While the jobless rate nationally and provincially rose last month, employment in Windsor grew by 700 jobs.
Statistics Canada released the results of its Labour Market Survey on Friday. It was taken between January 10 and January 16 while much of Southern Ontario was in lockdown.
Despite entering lockdown ahead of much of Ontario, Windsor's jobless rate fell from 11.2 per cent in December to 10.3 per cent in January. The drop of 0.9 percentage points correlates with a decline in the local labour force as 900 people stopped looking for work.
There was also a drop in the labour participation force. It was 56.3 per cent in December. In January, it was 56 per cent.

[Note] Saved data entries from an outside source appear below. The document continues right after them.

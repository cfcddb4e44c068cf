use serde::{Deserialize, Serialize};
use utoipa::ToSchema;

use crate::features::prayer_times::models::PrayerTimeRecord;
use crate::shared::types::Coordinate;

/// Prayer times for the zone containing the requested coordinates
#[derive(Debug, Clone, Serialize, Deserialize, ToSchema)]
#[serde(rename_all = "camelCase")]
pub struct CoordinatePrayerTimesDto {
    #[serde(flatten)]
    pub record: PrayerTimeRecord,
    pub coordinates: Coordinate,
}
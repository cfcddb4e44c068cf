//! JAKIM prayer-time zones.
//!
//! Holds the static zone table and resolves coordinates to a zone code.
//!
//! ## Endpoints
//!
//! | Method | Endpoint | Description |
//! |--------|----------|-------------|
//! | GET | `/api/zones` | List all zones |
//! | GET | `/api/zones/{code}` | Get zone by code |
//! | GET | `/api/zones/from-coordinates?lat=&lng=` | Resolve coordinates to a zone |

pub mod data;
pub mod dtos;
pub mod handlers;
pub mod models;
pub mod routes;
pub mod services;

pub use services::ZoneResolver;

The national economy shed 213,000 net positions in January as employment fell to its lowest level since last August. The losses were entirely in part-time work. Retail sectors in Ontario and Quebec, where pandemic restrictions were tightened, felt the brunt.

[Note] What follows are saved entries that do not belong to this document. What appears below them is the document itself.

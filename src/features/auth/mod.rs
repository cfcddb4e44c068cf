//! Bearer token validation for user-scoped endpoints.
//!
//! Tokens are issued by an external identity service and signed with the
//! shared `JWT_SECRET` (HS256). This feature only verifies them.

mod validator;

pub mod model;

pub use validator::JwtValidator;
use std::collections::HashMap;
use std::future::Future;
use std::sync::Arc;
use std::time::Duration;

use chrono::{DateTime, NaiveDate, Utc};
use tokio::sync::RwLock;

use crate::features::prayer_times::models::{PrayerTimeRecord, PrayerTimeSource, UpstreamError};
use crate::shared::clock::Clock;

struct CacheEntry {
    record: PrayerTimeRecord,
    expires_at: DateTime<Utc>,
}

/// Time-bounded cache of successful fetches keyed by `(zone, date)`.
///
/// No single-flight: two concurrent misses for the same key both fetch,
/// and the later store wins.
pub struct PrayerTimeCache {
    entries: RwLock<HashMap<(String, NaiveDate), CacheEntry>>,
    ttl: chrono::Duration,
    clock: Arc<dyn Clock>,
}

impl PrayerTimeCache {
    pub fn new(ttl: Duration, clock: Arc<dyn Clock>) -> Self {
        Self {
            entries: RwLock::new(HashMap::new()),
            ttl: chrono::Duration::from_std(ttl).unwrap_or(chrono::Duration::MAX),
            clock,
        }
    }

    /// Returns a live entry tagged `cache`, otherwise runs `fetch` and stores its result.
    ///
    /// Failures from `fetch` are returned as-is and nothing is stored.
    pub async fn get_or_fetch<F, Fut>(
        &self,
        zone_code: &str,
        date: NaiveDate,
        fetch: F,
    ) -> Result<PrayerTimeRecord, UpstreamError>
    where
        F: FnOnce() -> Fut,
        Fut: Future<Output = Result<PrayerTimeRecord, UpstreamError>>,
    {
        let key = (zone_code.to_string(), date);

        {
            let entries = self.entries.read().await;
            if let Some(entry) = entries.get(&key) {
                if self.clock.now() < entry.expires_at {
                    tracing::debug!("Prayer time cache hit for {} on {}", zone_code, date);
                    return Ok(entry.record.with_source(PrayerTimeSource::Cache));
                }
            }
        }

        tracing::debug!("Prayer time cache miss for {} on {}", zone_code, date);
        let record = fetch().await?;

        let now = self.clock.now();
        let mut entries = self.entries.write().await;
        entries.retain(|_, entry| now < entry.expires_at);
        entries.insert(
            key,
            CacheEntry {
                record: record.clone(),
                expires_at: now
                    .checked_add_signed(self.ttl)
                    .unwrap_or(DateTime::<Utc>::MAX_UTC),
            },
        );
        tracing::debug!("Cached prayer times for {} on {}", zone_code, date);

        Ok(record.with_source(PrayerTimeSource::JakimOfficial))
    }

    /// Number of stored entries, live or not yet pruned
    pub async fn len(&self) -> usize {
        self.entries.read().await.len()
    }
}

In Ontario, the jobless rate rose to 10.2 per cent, an increase of 0.6 percentage points from December. The province lost 153,500 net positions.
Across Canada, the unemployment rate, 9.4 per cent, reached its highest peak since August. The accommodation and foodservice industry, retail, and information, culture and recreation were the hardest hit.

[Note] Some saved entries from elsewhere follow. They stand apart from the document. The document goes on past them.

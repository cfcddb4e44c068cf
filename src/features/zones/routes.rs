use std::sync::Arc;

use axum::{routing::get, Router};

use crate::features::zones::handlers;
use crate::features::zones::services::ZoneResolver;

/// Create routes for the zones feature
pub fn routes(resolver: Arc<ZoneResolver>) -> Router {
    Router::new()
        .route("/api/zones", get(handlers::list_zones))
        // Lookup must be registered alongside {code}; static segments win
        .route(
            "/api/zones/from-coordinates",
            get(handlers::zone_from_coordinates),
        )
        .route("/api/zones/{code}", get(handlers::get_zone))
        .with_state(resolver)
}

More people worked from home in January too. The report said a total of 5.4-million working Canadians stayed home, an increase from even last April at the peak of the first wave of the pandemic when 5.1-million called their home their workplace.
The survey also asked recipients if they were afraid of contracting COVID-19 in the workplace, and 43.3 per cent said they were.
Long-term unemployment reached a record high as the number of people who have been without employment for 27 weeks or more reached 512,000.